§ **Problem to solve**
Beneath this task are records; print exactly the stretch of them from the line with "pub fn unhealthy(reason: &str)" through the line with "a pod restart.", both ends included.

§ **Task input**
//! Health endpoints for K8s probes.

use axum::{
    extract::State,
    http::StatusCode,
    response::{IntoResponse, Json},
    routing::get,
    Router,
};
use serde::Serialize;
use std::sync::Arc;
use tokio::sync::RwLock;
use tracing::info;

/// Health status of the worker.
#[derive(Debug, Clone, Serialize)]
pub struct HealthStatus {
    pub status: String,
    pub stream_connected: bool,
    pub handler_healthy: bool,
}

impl HealthStatus {
    /// Create a healthy status.
    pub fn healthy() -> Self {
        Self {
            status: "healthy".to_string(),
            stream_connected: true,
            handler_healthy: true,
        }
    }

    /// Create an unhealthy status.
    pub fn unhealthy(reason: &str) -> Self {
        Self {
            status: format!("unhealthy: {}", reason),
            stream_connected: false,
            handler_healthy: false,
        }
    }
}

/// Shared health state.
#[derive(Clone)]
pub struct HealthState {
    inner: Arc<RwLock<HealthStateInner>>,
}

struct HealthStateInner {
    stream_connected: bool,
    handler_healthy: bool,
    last_error: Option<String>,
}

impl HealthState {
    /// Create new health state.
    pub fn new() -> Self {
        Self {
            inner: Arc::new(RwLock::new(HealthStateInner {
                stream_connected: true,
                handler_healthy: true,
                last_error: None,
            })),
        }
    }

    /// Mark stream as connected.
    pub async fn set_stream_connected(&self, connected: bool) {
        let mut inner = self.inner.write().await;
        inner.stream_connected = connected;
    }

    /// Mark handler as healthy.
    pub async fn set_handler_healthy(&self, healthy: bool) {
        let mut inner = self.inner.write().await;
        inner.handler_healthy = healthy;
    }

    /// Set last error.
    pub async fn set_error(&self, error: Option<String>) {
        let mut inner = self.inner.write().await;
        inner.last_error = error;
    }

    /// Check if alive (for liveness).
    ///
    /// Only checks handler health, not stream connectivity. A temporary
    /// NATS disconnection should not trigger a pod restart.
    pub async fn is_alive(&self) -> bool {
        let inner = self.inner.read().await;
        inner.handler_healthy
    }

    /// Check if healthy (for readiness).
    pub async fn is_healthy(&self) -> bool {
        let inner = self.inner.read().await;
        inner.stream_connected && inner.handler_healthy
    }

    /// Get status.
    pub async fn status(&self) -> HealthStatus {
        let inner = self.inner.read().await;
        if inner.stream_connected && inner.handler_healthy {
            HealthStatus::healthy()
        } else {
            let reason = inner
                .last_error
                .clone()
                .unwrap_or_else(|| "unknown".to_string());
            HealthStatus::unhealthy(&reason)
        }
    }
}

impl Default for HealthState {
    fn default() -> Self {
        Self::new()
    }
}

/// Health server for K8s probes.
pub struct HealthServer {
    port: u16,
    state: HealthState,
    metrics_handle: Option<metrics_exporter_prometheus::PrometheusHandle>,
}

impl HealthServer {
    /// Create a new health server.
    pub fn new(port: u16) -> Self {
        Self {
            port,
            state: HealthState::new(),
            metrics_handle: None,
        }
    }

    /// Set the metrics handle for the /metrics endpoint.
    pub fn with_metrics(mut self, handle: metrics_exporter_prometheus::PrometheusHandle) -> Self {
        self.metrics_handle = Some(handle);
        self
    }

    /// Get the health state for updates.
    pub fn state(&self) -> HealthState {
        self.state.clone()
    }

    /// Build the router.
    pub fn router(&self) -> Router {
        let state = self.state.clone();
        let metrics_handle = self.metrics_handle.clone();

        let mut router = Router::new()
            .route("/health", get(health_handler))
            .route("/ready", get(ready_handler))
            .with_state(state);

        if let Some(handle) = metrics_handle {
            router = router.route(
                "/metrics",
                get(move || {
                    let handle = handle.clone();
                    async move { handle.render() }
                }),
            );
        }

        router
    }

    /// Run the health server.
    pub async fn run(self) -> Result<(), std::io::Error> {
        let router = self.router();
        let addr = format!("0.0.0.0:{}", self.port);

        info!(addr = %addr, "Starting health server");

        let listener = tokio::net::TcpListener::bind(&addr).await?;
        axum::serve(listener, router).await?;

        Ok(())
    }
}

/// Liveness probe handler.
async fn health_handler(State(state): State<HealthState>) -> impl IntoResponse {
    let status = state.status().await;
    if state.is_alive().await {
        (StatusCode::OK, Json(status))
    } else {
        (StatusCode::SERVICE_UNAVAILABLE, Json(status))
    }
}

/// Readiness probe handler.
async fn ready_handler(State(state): State<HealthState>) -> impl IntoResponse {
    if state.is_healthy().await {
        (StatusCode::OK, Json(state.status().await))
    } else {
        (StatusCode::SERVICE_UNAVAILABLE, Json(state.status().await))
    }
}

#[cfg(test)]
mod tests {
    use super::*;

    #[tokio::test]
    async fn test_health_state_transitions() {
        let state = HealthState::new();
        assert!(state.is_alive().await);
        assert!(state.is_healthy().await);

        state.set_stream_connected(false).await;
        state.set_error(Some("stream disconnected".to_string())).await;

        // Liveness survives a stream disconnection; readiness does not
        assert!(state.is_alive().await);
        assert!(!state.is_healthy().await);

        let status = state.status().await;
        assert!(status.status.contains("stream disconnected"));
    }

    #[tokio::test]
    async fn test_health_state_handler_failure() {
        let state = HealthState::new();
        state.set_handler_healthy(false).await;

        assert!(!state.is_alive().await);
        assert!(!state.is_healthy().await);
    }
}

§ **Solution**
    pub fn unhealthy(reason: &str) -> Self {
        Self {
            status: format!("unhealthy: {}", reason),
            stream_connected: false,
            handler_healthy: false,
        }
    }
}

/// Shared health state.
#[derive(Clone)]
pub struct HealthState {
    inner: Arc<RwLock<HealthStateInner>>,
}

struct HealthStateInner {
    stream_connected: bool,
    handler_healthy: bool,
    last_error: Option<String>,
}

impl HealthState {
    /// Create new health state.
    pub fn new() -> Self {
        Self {
            inner: Arc::new(RwLock::new(HealthStateInner {
                stream_connected: true,
                handler_healthy: true,
                last_error: None,
            })),
        }
    }

    /// Mark stream as connected.
    pub async fn set_stream_connected(&self, connected: bool) {
        let mut inner = self.inner.write().await;
        inner.stream_connected = connected;
    }

    /// Mark handler as healthy.
    pub async fn set_handler_healthy(&self, healthy: bool) {
        let mut inner = self.inner.write().await;
        inner.handler_healthy = healthy;
    }

    /// Set last error.
    pub async fn set_error(&self, error: Option<String>) {
        let mut inner = self.inner.write().await;
        inner.last_error = error;
    }

    /// Check if alive (for liveness).
    ///
    /// Only checks handler health, not stream connectivity. A temporary
    /// NATS disconnection should not trigger a pod restart.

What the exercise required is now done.